### WORK INSTRUCTION
Repeat the data below with no changes.

### GIVEN INFORMATION
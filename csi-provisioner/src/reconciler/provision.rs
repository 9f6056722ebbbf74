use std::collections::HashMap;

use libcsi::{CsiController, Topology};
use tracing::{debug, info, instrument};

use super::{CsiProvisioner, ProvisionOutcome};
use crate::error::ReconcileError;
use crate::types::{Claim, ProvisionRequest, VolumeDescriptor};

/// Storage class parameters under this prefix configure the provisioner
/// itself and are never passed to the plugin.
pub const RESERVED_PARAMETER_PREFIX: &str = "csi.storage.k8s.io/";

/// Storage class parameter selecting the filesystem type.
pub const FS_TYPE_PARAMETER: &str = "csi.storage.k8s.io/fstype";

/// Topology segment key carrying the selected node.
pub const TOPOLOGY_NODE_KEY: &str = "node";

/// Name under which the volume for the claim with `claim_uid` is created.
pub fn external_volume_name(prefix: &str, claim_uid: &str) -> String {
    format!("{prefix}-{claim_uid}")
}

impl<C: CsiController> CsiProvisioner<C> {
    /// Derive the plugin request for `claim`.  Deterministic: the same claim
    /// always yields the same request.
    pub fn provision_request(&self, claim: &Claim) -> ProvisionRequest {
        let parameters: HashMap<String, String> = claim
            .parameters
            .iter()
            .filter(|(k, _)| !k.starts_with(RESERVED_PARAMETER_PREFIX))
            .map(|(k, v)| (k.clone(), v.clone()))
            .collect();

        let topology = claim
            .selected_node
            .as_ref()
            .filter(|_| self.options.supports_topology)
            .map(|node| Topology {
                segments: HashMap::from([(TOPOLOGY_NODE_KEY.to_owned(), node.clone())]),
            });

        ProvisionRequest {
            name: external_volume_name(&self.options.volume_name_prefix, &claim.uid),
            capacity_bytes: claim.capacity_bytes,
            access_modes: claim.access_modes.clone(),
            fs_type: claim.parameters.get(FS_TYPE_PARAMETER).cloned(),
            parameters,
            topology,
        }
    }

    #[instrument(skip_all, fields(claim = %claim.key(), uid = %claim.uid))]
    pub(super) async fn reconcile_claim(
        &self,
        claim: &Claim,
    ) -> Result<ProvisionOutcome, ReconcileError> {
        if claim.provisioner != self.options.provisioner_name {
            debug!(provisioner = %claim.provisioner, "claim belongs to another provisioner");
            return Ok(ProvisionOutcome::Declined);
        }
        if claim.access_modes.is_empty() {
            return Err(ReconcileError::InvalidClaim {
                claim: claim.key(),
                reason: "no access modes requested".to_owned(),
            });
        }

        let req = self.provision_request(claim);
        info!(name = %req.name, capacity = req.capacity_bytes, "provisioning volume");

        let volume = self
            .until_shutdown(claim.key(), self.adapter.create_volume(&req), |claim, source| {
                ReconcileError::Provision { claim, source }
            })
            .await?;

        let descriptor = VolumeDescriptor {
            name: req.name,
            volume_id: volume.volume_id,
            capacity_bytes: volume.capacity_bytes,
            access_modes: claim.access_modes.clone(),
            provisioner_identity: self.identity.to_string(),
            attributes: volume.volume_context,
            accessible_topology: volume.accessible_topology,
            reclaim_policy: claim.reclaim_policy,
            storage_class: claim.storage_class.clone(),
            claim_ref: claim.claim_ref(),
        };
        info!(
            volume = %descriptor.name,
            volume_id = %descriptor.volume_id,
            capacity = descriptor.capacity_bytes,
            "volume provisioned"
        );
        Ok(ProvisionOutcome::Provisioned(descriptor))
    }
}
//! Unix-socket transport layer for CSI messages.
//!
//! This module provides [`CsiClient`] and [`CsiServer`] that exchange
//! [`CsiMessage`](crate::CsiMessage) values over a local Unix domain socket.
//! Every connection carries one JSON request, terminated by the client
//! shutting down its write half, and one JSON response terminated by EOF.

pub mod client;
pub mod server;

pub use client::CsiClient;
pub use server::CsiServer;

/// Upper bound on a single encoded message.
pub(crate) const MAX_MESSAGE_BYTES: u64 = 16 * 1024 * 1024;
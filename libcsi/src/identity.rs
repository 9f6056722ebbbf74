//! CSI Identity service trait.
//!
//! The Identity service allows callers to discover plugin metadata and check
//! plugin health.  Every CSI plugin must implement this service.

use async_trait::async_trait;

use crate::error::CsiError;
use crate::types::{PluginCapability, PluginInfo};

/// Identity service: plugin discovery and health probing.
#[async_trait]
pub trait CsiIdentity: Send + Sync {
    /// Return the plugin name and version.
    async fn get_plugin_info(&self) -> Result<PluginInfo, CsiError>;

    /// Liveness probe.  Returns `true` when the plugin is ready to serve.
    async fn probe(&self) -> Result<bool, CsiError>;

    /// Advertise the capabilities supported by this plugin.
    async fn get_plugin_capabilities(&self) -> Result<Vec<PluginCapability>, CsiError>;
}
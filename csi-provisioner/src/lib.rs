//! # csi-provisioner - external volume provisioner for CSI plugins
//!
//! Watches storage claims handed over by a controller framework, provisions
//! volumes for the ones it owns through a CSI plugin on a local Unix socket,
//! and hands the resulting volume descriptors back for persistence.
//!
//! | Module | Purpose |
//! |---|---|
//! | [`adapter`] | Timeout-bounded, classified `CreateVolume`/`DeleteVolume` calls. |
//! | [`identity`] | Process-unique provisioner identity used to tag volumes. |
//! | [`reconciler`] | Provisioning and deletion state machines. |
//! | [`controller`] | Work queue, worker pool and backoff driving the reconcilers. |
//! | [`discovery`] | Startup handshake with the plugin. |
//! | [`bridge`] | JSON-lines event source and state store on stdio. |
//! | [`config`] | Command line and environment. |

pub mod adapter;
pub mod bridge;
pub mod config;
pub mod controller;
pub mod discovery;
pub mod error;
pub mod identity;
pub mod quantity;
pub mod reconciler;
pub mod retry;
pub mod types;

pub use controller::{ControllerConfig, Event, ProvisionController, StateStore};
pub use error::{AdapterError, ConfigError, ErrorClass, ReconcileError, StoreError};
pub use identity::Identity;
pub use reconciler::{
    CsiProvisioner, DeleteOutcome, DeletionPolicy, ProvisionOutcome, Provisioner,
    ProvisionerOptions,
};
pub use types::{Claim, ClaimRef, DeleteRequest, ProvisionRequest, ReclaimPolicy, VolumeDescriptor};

### RESPONSE TO THIS EXERCISE
filename csi-provisioner/src/reconciler/provision.rs
repository 9f6056722ebbbf74
use std::collections::HashMap;

use libcsi::{CsiController, Topology};
use tracing::{debug, info, instrument};

use super::{CsiProvisioner, ProvisionOutcome};
use crate::error::ReconcileError;
use crate::types::{Claim, ProvisionRequest, VolumeDescriptor};

/// Storage class parameters under this prefix configure the provisioner
/// itself and are never passed to the plugin.
pub const RESERVED_PARAMETER_PREFIX: &str = "csi.storage.k8s.io/";

/// Storage class parameter selecting the filesystem type.
pub const FS_TYPE_PARAMETER: &str = "csi.storage.k8s.io/fstype";

/// Topology segment key carrying the selected node.
pub const TOPOLOGY_NODE_KEY: &str = "node";

/// Name under which the volume for the claim with `claim_uid` is created.
pub fn external_volume_name(prefix: &str, claim_uid: &str) -> String {
    format!("{prefix}-{claim_uid}")
}

impl<C: CsiController> CsiProvisioner<C> {
    /// Derive the plugin request for `claim`.  Deterministic: the same claim
    /// always yields the same request.
    pub fn provision_request(&self, claim: &Claim) -> ProvisionRequest {
        let parameters: HashMap<String, String> = claim
            .parameters
            .iter()
            .filter(|(k, _)| !k.starts_with(RESERVED_PARAMETER_PREFIX))
            .map(|(k, v)| (k.clone(), v.clone()))
            .collect();

        let topology = claim
            .selected_node
            .as_ref()
            .filter(|_| self.options.supports_topology)
            .map(|node| Topology {
                segments: HashMap::from([(TOPOLOGY_NODE_KEY.to_owned(), node.clone())]),
            });

        ProvisionRequest {
            name: external_volume_name(&self.options.volume_name_prefix, &claim.uid),
            capacity_bytes: claim.capacity_bytes,
            access_modes: claim.access_modes.clone(),
            fs_type: claim.parameters.get(FS_TYPE_PARAMETER).cloned(),
            parameters,
            topology,
        }
    }

    #[instrument(skip_all, fields(claim = %claim.key(), uid = %claim.uid))]
    pub(super) async fn reconcile_claim(
        &self,
        claim: &Claim,
    ) -> Result<ProvisionOutcome, ReconcileError> {
        if claim.provisioner != self.options.provisioner_name {
            debug!(provisioner = %claim.provisioner, "claim belongs to another provisioner");
            return Ok(ProvisionOutcome::Declined);
        }
        if claim.access_modes.is_empty() {
            return Err(ReconcileError::InvalidClaim {
                claim: claim.key(),
                reason: "no access modes requested".to_owned(),
            });
        }

        let req = self.provision_request(claim);
        info!(name = %req.name, capacity = req.capacity_bytes, "provisioning volume");

        let volume = self
            .until_shutdown(claim.key(), self.adapter.create_volume(&req), |claim, source| {
                ReconcileError::Provision { claim, source }
            })
            .await?;

        let descriptor = VolumeDescriptor {
            name: req.name,
            volume_id: volume.volume_id,
            capacity_bytes: volume.capacity_bytes,
            access_modes: claim.access_modes.clone(),
            provisioner_identity: self.identity.to_string(),
            attributes: volume.volume_context,
            accessible_topology: volume.accessible_topology,
            reclaim_policy: claim.reclaim_policy,
            storage_class: claim.storage_class.clone(),
            claim_ref: claim.claim_ref(),
        };
        info!(
            volume = %descriptor.name,
            volume_id = %descriptor.volume_id,
            capacity = descriptor.capacity_bytes,
            "volume provisioned"
        );
        Ok(ProvisionOutcome::Provisioned(descriptor))
    }
}
//! Unix-socket transport layer for CSI messages.
//!
//! This module provides [`CsiClient`] and [`CsiServer`] that exchange
//! [`CsiMessage`](crate::CsiMessage) values over a local Unix domain socket.
//! Every connection carries one JSON request, terminated by the client
//! shutting down its write half, and one JSON response terminated by EOF.

pub mod client;
pub mod server;

pub use client::CsiClient;
pub use server::CsiServer;

/// Upper bound on a single encoded message.
pub(crate) const MAX_MESSAGE_BYTES: u64 = 16 * 1024 * 1024;
filename libcsi/src/identity.rs
repository 9f6056722ebbbf74
//! CSI Identity service trait.
//!
//! The Identity service allows callers to discover plugin metadata and check
//! plugin health.  Every CSI plugin must implement this service.

use async_trait::async_trait;

use crate::error::CsiError;
use crate::types::{PluginCapability, PluginInfo};

/// Identity service: plugin discovery and health probing.
#[async_trait]
pub trait CsiIdentity: Send + Sync {
    /// Return the plugin name and version.
    async fn get_plugin_info(&self) -> Result<PluginInfo, CsiError>;

    /// Liveness probe.  Returns `true` when the plugin is ready to serve.
    async fn probe(&self) -> Result<bool, CsiError>;

    /// Advertise the capabilities supported by this plugin.
    async fn get_plugin_capabilities(&self) -> Result<Vec<PluginCapability>, CsiError>;
}
filename csi-provisioner/src/lib.rs
//! # csi-provisioner - external volume provisioner for CSI plugins
//!
//! Watches storage claims handed over by a controller framework, provisions
//! volumes for the ones it owns through a CSI plugin on a local Unix socket,
//! and hands the resulting volume descriptors back for persistence.
//!
//! | Module | Purpose |
//! |---|---|
//! | [`adapter`] | Timeout-bounded, classified `CreateVolume`/`DeleteVolume` calls. |
//! | [`identity`] | Process-unique provisioner identity used to tag volumes. |
//! | [`reconciler`] | Provisioning and deletion state machines. |
//! | [`controller`] | Work queue, worker pool and backoff driving the reconcilers. |
//! | [`discovery`] | Startup handshake with the plugin. |
//! | [`bridge`] | JSON-lines event source and state store on stdio. |
//! | [`config`] | Command line and environment. |

pub mod adapter;
pub mod bridge;
pub mod config;
pub mod controller;
pub mod discovery;
pub mod error;
pub mod identity;
pub mod quantity;
pub mod reconciler;
pub mod retry;
pub mod types;

pub use controller::{ControllerConfig, Event, ProvisionController, StateStore};
pub use error::{AdapterError, ConfigError, ErrorClass, ReconcileError, StoreError};
pub use identity::Identity;
pub use reconciler::{
    CsiProvisioner, DeleteOutcome, DeletionPolicy, ProvisionOutcome, Provisioner,
    ProvisionerOptions,
};
pub use types::{Claim, ClaimRef, DeleteRequest, ProvisionRequest, ReclaimPolicy, VolumeDescriptor};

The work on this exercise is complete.